The problem: Scan the listing below for the word "Value" and copy every line where it occurs.

Provided records:
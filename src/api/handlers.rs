//! HTTP endpoint handlers

use std::sync::Arc;
use axum::{
    extract::State,
    http::StatusCode,
    response::Json,
};
use tracing::{error, info, warn};

use crate::state::AppState;
use super::requests::DurationRequest;
use super::responses::{ApiResponse, StatusResponse, HealthResponse};

/// Handle POST /set - Configure the countdown duration
pub async fn set_handler(
    State(state): State<Arc<AppState>>,
    Json(request): Json<DurationRequest>,
) -> Result<Json<ApiResponse>, StatusCode> {
    if let Err(reason) = request.validate() {
        warn!("Rejected duration for /set: {}", reason);
        return Err(StatusCode::BAD_REQUEST);
    }

    match state.set_duration(request.hours, request.minutes, request.seconds) {
        Ok((snapshot, honored)) => {
            info!("Set endpoint called");
            let message = if honored {
                "Countdown duration configured".to_string()
            } else {
                "Duration kept; countdown in use, reset to change it".to_string()
            };
            Ok(Json(ApiResponse::new(message, snapshot)))
        }
        Err(e) => {
            error!("Failed to configure duration: {}", e);
            Err(StatusCode::INTERNAL_SERVER_ERROR)
        }
    }
}

/// Handle POST /start - Start or resume the countdown
pub async fn start_handler(State(state): State<Arc<AppState>>) -> Result<Json<ApiResponse>, StatusCode> {
    match state.start() {
        Ok(snapshot) => {
            info!("Start endpoint called");
            let message = if snapshot.is_started {
                "Countdown running".to_string()
            } else {
                "Nothing to start".to_string()
            };
            Ok(Json(ApiResponse::new(message, snapshot)))
        }
        Err(e) => {
            error!("Failed to start countdown: {}", e);
            Err(StatusCode::INTERNAL_SERVER_ERROR)
        }
    }
}

/// Handle POST /stop - Stop the countdown, freezing the remaining span
pub async fn stop_handler(State(state): State<Arc<AppState>>) -> Result<Json<ApiResponse>, StatusCode> {
    match state.stop() {
        Ok(snapshot) => {
            info!("Stop endpoint called");
            let message = if snapshot.is_stopped {
                "Countdown stopped".to_string()
            } else {
                "Nothing to stop".to_string()
            };
            Ok(Json(ApiResponse::new(message, snapshot)))
        }
        Err(e) => {
            error!("Failed to stop countdown: {}", e);
            Err(StatusCode::INTERNAL_SERVER_ERROR)
        }
    }
}

/// Handle POST /reset - Clear the countdown and load a new duration
pub async fn reset_handler(
    State(state): State<Arc<AppState>>,
    Json(request): Json<DurationRequest>,
) -> Result<Json<ApiResponse>, StatusCode> {
    if let Err(reason) = request.validate() {
        warn!("Rejected duration for /reset: {}", reason);
        return Err(StatusCode::BAD_REQUEST);
    }

    match state.reset(request.hours, request.minutes, request.seconds) {
        Ok(snapshot) => {
            info!("Reset endpoint called");
            Ok(Json(ApiResponse::new("Countdown reset".to_string(), snapshot)))
        }
        Err(e) => {
            error!("Failed to reset countdown: {}", e);
            Err(StatusCode::INTERNAL_SERVER_ERROR)
        }
    }
}

/// Handle GET /status - Return the countdown and server status
pub async fn status_handler(State(state): State<Arc<AppState>>) -> Result<Json<StatusResponse>, StatusCode> {
    let snapshot = match state.update() {
        Ok(s) => s,
        Err(e) => {
            error!("Failed to refresh timer snapshot: {}", e);
            return Err(StatusCode::INTERNAL_SERVER_ERROR);
        }
    };

    let (remaining_seconds, configured_seconds) = match state.durations() {
        Ok(d) => d,
        Err(e) => {
            error!("Failed to read timer durations: {}", e);
            return Err(StatusCode::INTERNAL_SERVER_ERROR);
        }
    };

    let (last_action, last_action_time) = state.get_last_action();

    Ok(Json(StatusResponse {
        timer: snapshot,
        remaining_seconds,
        configured_seconds,
        uptime: state.get_uptime(),
        port: state.port,
        host: state.host.clone(),
        last_action,
        last_action_time,
    }))
}

/// Handle GET /health - Health check endpoint
pub async fn health_handler() -> Json<HealthResponse> {
    Json(HealthResponse::ok())
}
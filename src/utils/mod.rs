//! Utility functions module
//!
//! This module contains utility functions used throughout the application.

pub mod signals;

// Re-export main functions
pub use signals::shutdown_signal;
//! Auction group membership.
//!
//! Tracks which auction groups the client intends to be in. The set
//! outlives any single transport: after every (re)connect the connection
//! manager replays it so the server-side membership matches.

use std::collections::BTreeSet;

use super::protocol::{HubFrame, JOIN_AUCTION_GROUP, LEAVE_AUCTION_GROUP};
use super::transport::HubWriter;
use crate::domain::AuctionId;

/// Outcome of replaying the membership onto a fresh link.
#[derive(Debug, Clone, Copy, PartialEq, Eq, Default)]
pub struct ReplayReport {
    /// Join requests sent.
    pub sent: usize,
    /// Join requests that failed to send.
    pub failed: usize,
}

/// The set of auction groups the client belongs to.
#[derive(Debug, Default, Clone)]
pub struct GroupMembership {
    auctions: BTreeSet<AuctionId>,
}

impl GroupMembership {
    /// Creates an empty membership set.
    #[must_use]
    pub fn new() -> Self {
        Self::default()
    }

    /// Records `id`. Returns `true` if it was not already a member.
    pub fn join(&mut self, id: AuctionId) -> bool {
        self.auctions.insert(id)
    }

    /// Forgets `id`. Returns `true` if it was a member.
    pub fn leave(&mut self, id: AuctionId) -> bool {
        self.auctions.remove(&id)
    }

    /// Forgets every group.
    pub fn clear(&mut self) {
        self.auctions.clear();
    }

    /// Returns `true` if `id` is a member.
    #[must_use]
    pub fn contains(&self, id: AuctionId) -> bool {
        self.auctions.contains(&id)
    }

    /// Number of groups.
    #[must_use]
    pub fn len(&self) -> usize {
        self.auctions.len()
    }

    /// Returns `true` when no group is recorded.
    #[must_use]
    pub fn is_empty(&self) -> bool {
        self.auctions.is_empty()
    }

    /// Members in ascending id order.
    #[must_use]
    pub fn ids(&self) -> Vec<AuctionId> {
        self.auctions.iter().copied().collect()
    }

    /// Sends one join request per member through `writer`.
    ///
    /// A failed send is logged and counted; the remaining joins are still
    /// attempted.
    pub async fn replay_all(&self, writer: &mut dyn HubWriter) -> ReplayReport {
        let mut report = ReplayReport::default();
        for id in &self.auctions {
            match writer.send(&join_frame(*id)).await {
                Ok(()) => report.sent += 1,
                Err(e) => {
                    report.failed += 1;
                    tracing::warn!(auction_id = %id, error = %e, "group replay failed");
                }
            }
        }
        report
    }
}

/// `JoinAuctionGroup(id)` invocation.
#[must_use]
pub fn join_frame(id: AuctionId) -> HubFrame {
    HubFrame::invoke(JOIN_AUCTION_GROUP, vec![serde_json::Value::String(id.to_string())])
}

/// `LeaveAuctionGroup(id)` invocation.
#[must_use]
pub fn leave_frame(id: AuctionId) -> HubFrame {
    HubFrame::invoke(LEAVE_AUCTION_GROUP, vec![serde_json::Value::String(id.to_string())])
}

#[cfg(test)]
mod tests {
    use super::*;
    use crate::test_support::RecordingWriter;

    #[test]
    fn join_is_idempotent() {
        let mut groups = GroupMembership::new();
        let id = AuctionId::new();
        assert!(groups.join(id));
        assert!(!groups.join(id));
        assert_eq!(groups.len(), 1);
        assert!(groups.contains(id));
    }

    #[test]
    fn leave_removes_only_that_auction() {
        let mut groups = GroupMembership::new();
        let a = AuctionId::new();
        let b = AuctionId::new();
        groups.join(a);
        groups.join(b);
        assert!(groups.leave(a));
        assert!(!groups.leave(a));
        assert_eq!(groups.ids(), vec![b]);
    }

    #[tokio::test]
    async fn replay_sends_one_join_per_member() {
        let mut groups = GroupMembership::new();
        let a = AuctionId::new();
        let b = AuctionId::new();
        groups.join(a);
        groups.join(b);

        let mut writer = RecordingWriter::default();
        let report = groups.replay_all(&mut writer).await;
        assert_eq!(report, ReplayReport { sent: 2, failed: 0 });

        let mut expected = vec![join_frame(a), join_frame(b)];
        let mut sent = writer.frames();
        expected.sort_by_key(|f| format!("{f:?}"));
        sent.sort_by_key(|f| format!("{f:?}"));
        assert_eq!(sent, expected);
    }

    #[tokio::test]
    async fn replay_continues_past_failures() {
        let mut groups = GroupMembership::new();
        groups.join(AuctionId::new());
        groups.join(AuctionId::new());

        let mut writer = RecordingWriter::failing();
        let report = groups.replay_all(&mut writer).await;
        assert_eq!(report, ReplayReport { sent: 0, failed: 2 });
    }
}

Answer for the task:
    HubFrame::invoke(JOIN_AUCTION_GROUP, vec![serde_json::Value::String(id.to_string())])
    HubFrame::invoke(LEAVE_AUCTION_GROUP, vec![serde_json::Value::String(id.to_string())])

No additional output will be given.